En una declaración conjunta, Filipinas, Australia, Canadá, Estonia, Alemania, Italia, Japón, Letonia, Lituania, Nueva Zelanda, Rumanía, Eslovenia, el Reino Unido y Estados Unidos reiteraron su compromiso con "un Indo-Pacífico libre y abierto, pacífico, estable y basado en normas".
Los firmantes subrayaron que el fallo emitido el 12 de julio de 2016 por el tribunal arbitral constituido en virtud del Anexo VII de la Convención de las Naciones Unidas sobre el Derecho del Mar (CNUDM) sigue siendo "final, jurídicamente vinculante y definitivo entre China y Filipinas" en relación con los derechos y las reclamaciones marítimas objeto del caso.
La declaración destacó que las controversias marítimas deben resolverse por medios pacíficos y de conformidad con la CNUDM, al tiempo que reafirmó la importancia de salvaguardar la libertad de navegación y de sobrevuelo, así como otros usos del mar reconocidos por el derecho internacional.
Los 14 países expresaron además su firme oposición a "cualquier acción unilateral o desestabilizadora, incluido el uso de la fuerza o la coacción, que amenace la paz y la estabilidad en la región".
Asimismo, rechazaron el empleo de buques de la guardia costera, fuerzas militares o milicias marítimas "para hostigar, obstaculizar o intimidar las operaciones legítimas de otros Estados en el mar o en el aire", al considerar que tales acciones ponen en riesgo al personal y a los pescadores, además de socavar la paz y la seguridad regionales.

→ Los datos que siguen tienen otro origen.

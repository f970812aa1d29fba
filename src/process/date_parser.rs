use once_cell::sync::Lazy;
use regex::Regex;

use crate::process::utils::zero_pad2;

/// `D{1,2}[/.]D{1,2}[/.]D{2,4}` anchored at the start only.
static DAY_MONTH_YEAR: Lazy<Regex> =
    Lazy::new(|| Regex::new(r"^(\d{1,2})[/.](\d{1,2})[/.](\d{2,4})").expect("valid date regex"));

static NOT_DATE_CHAR: Lazy<Regex> =
    Lazy::new(|| Regex::new(r"[^\d/.]").expect("valid date-char regex"));

/// Two-digit years below this land in the 2000s, the rest in the 1900s.
const CENTURY_CUTOFF: u32 = 50;

/// Normalize a date-like cell to `DD.MM.YYYY`.
///
/// Multi-date cells (`"23/9/2014; 29/01/2016"`) keep the last date.
/// Accepts `D/M/Y`, `D.M.Y`, `DDMMYYYY` and `DDMMYY`; anything else is
/// returned with all characters other than digits, `/` and `.` stripped.
/// Never fails.
pub fn normalize_date(input: Option<&str>) -> String {
    let s = match input {
        Some(s) => s.trim(),
        None => return String::new(),
    };
    if s.is_empty() {
        return String::new();
    }

    // most recent of several dates wins
    let s = match s.rsplit(';').next() {
        Some(last) if s.contains(';') => last.trim(),
        _ => s,
    };

    // already dot-delimited
    if s.contains('.') && !s.contains('/') {
        let parts: Vec<&str> = s.split('.').collect();
        if let [day, month, year] = parts.as_slice() {
            return format!("{}.{}.{}", zero_pad2(day), zero_pad2(month), year);
        }
    }

    let cleaned = NOT_DATE_CHAR.replace_all(s, "").into_owned();

    if let Some(caps) = DAY_MONTH_YEAR.captures(&cleaned) {
        return format!(
            "{}.{}.{}",
            zero_pad2(&caps[1]),
            zero_pad2(&caps[2]),
            expand_year(&caps[3])
        );
    }

    if cleaned.bytes().all(|b| b.is_ascii_digit()) {
        match cleaned.len() {
            8 => return format!("{}.{}.{}", &cleaned[..2], &cleaned[2..4], &cleaned[4..]),
            6 => {
                return format!(
                    "{}.{}.{}",
                    &cleaned[..2],
                    &cleaned[2..4],
                    expand_year(&cleaned[4..])
                )
            }
            _ => {}
        }
    }

    cleaned
}

/// `"12"` → `"2012"`, `"98"` → `"1998"`; other widths pass through.
fn expand_year(year: &str) -> String {
    if year.len() != 2 {
        return year.to_string();
    }
    match year.parse::<u32>() {
        Ok(yy) if yy < CENTURY_CUTOFF => format!("20{}", year),
        Ok(_) => format!("19{}", year),
        Err(_) => year.to_string(),
    }
}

Los signatarios instaron a las partes implicadas a acatar el laudo arbitral de 2016 y a resolver las disputas mediante el diálogo y otros mecanismos legales, de conformidad con el derecho internacional.
Por último, reiteraron su respaldo a la visión de la ASEAN de un Mar del Este como "un mar de paz, estabilidad, cooperación y prosperidad, sustentado por un comercio lícito y dinámico".